◆ Exercise brief: In the data, find each line where the word "falloff" appears and list that line.

==================================================

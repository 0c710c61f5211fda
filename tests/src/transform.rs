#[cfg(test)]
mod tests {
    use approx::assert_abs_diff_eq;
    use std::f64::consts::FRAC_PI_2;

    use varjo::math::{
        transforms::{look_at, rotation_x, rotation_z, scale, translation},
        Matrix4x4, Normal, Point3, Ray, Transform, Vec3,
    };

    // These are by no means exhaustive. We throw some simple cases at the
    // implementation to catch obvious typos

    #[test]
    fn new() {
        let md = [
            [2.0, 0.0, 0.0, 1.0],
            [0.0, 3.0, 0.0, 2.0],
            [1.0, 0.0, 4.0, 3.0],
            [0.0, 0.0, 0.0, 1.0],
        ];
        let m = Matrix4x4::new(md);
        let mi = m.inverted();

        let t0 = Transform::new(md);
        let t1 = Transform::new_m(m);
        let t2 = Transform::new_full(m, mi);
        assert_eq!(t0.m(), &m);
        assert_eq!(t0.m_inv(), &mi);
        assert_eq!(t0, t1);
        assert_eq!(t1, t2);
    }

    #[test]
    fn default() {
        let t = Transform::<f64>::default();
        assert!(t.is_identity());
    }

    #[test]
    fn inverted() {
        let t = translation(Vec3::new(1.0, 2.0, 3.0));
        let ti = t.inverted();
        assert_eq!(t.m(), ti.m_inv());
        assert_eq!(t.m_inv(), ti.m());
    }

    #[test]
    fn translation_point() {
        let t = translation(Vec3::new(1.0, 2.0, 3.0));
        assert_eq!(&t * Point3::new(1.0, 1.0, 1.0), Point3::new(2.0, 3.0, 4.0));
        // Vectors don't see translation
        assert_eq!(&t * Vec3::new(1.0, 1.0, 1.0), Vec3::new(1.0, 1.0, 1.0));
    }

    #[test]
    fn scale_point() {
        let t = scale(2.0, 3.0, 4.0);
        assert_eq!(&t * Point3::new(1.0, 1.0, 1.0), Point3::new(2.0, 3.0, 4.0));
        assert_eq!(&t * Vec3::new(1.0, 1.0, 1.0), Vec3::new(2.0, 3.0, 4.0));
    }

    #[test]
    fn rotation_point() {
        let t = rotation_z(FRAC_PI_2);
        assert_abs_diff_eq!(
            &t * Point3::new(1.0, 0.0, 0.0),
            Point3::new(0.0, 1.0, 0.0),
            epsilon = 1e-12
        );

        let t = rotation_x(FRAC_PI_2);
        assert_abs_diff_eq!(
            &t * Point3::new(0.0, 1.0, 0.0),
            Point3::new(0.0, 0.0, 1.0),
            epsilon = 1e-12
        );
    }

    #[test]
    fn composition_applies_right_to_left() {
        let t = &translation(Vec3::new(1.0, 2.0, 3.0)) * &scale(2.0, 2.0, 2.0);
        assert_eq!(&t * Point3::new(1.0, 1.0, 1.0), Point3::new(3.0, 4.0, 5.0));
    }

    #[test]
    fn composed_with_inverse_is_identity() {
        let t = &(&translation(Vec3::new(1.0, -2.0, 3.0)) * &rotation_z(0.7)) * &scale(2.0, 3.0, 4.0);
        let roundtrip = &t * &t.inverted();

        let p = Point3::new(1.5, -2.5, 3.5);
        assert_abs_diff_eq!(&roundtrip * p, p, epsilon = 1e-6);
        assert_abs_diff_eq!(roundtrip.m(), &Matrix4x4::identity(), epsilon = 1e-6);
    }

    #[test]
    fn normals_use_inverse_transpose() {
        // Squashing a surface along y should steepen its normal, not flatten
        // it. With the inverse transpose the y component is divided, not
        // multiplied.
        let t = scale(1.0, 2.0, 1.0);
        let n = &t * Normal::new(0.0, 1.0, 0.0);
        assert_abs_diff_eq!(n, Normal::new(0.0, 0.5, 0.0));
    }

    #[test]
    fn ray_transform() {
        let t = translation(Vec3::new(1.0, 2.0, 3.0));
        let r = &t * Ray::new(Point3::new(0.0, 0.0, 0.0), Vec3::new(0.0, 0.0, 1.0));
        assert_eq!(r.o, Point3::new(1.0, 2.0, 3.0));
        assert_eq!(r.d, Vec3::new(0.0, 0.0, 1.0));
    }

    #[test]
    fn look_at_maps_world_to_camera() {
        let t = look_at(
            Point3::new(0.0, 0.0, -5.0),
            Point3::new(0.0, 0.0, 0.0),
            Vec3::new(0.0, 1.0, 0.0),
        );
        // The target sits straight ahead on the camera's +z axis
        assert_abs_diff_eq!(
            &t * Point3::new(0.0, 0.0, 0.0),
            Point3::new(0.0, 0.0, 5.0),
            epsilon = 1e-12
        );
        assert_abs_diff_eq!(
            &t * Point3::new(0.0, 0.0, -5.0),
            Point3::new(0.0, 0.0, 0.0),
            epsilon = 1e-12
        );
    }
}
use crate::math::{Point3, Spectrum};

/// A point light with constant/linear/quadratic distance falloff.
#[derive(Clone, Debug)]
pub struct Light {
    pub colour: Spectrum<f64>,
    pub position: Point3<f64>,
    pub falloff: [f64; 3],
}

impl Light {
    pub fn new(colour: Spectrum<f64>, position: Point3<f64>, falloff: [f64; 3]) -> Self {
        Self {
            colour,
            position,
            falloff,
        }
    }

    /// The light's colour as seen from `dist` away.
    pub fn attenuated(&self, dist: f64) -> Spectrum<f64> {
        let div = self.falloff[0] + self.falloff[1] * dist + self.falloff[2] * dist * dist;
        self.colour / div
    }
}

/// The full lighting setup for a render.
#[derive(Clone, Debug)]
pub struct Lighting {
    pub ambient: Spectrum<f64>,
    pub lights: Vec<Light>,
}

==================================================

◆ Task answer:
/// A point light with constant/linear/quadratic distance falloff.
    pub falloff: [f64; 3],
    pub fn new(colour: Spectrum<f64>, position: Point3<f64>, falloff: [f64; 3]) -> Self {
            falloff,
        let div = self.falloff[0] + self.falloff[1] * dist + self.falloff[2] * dist * dist;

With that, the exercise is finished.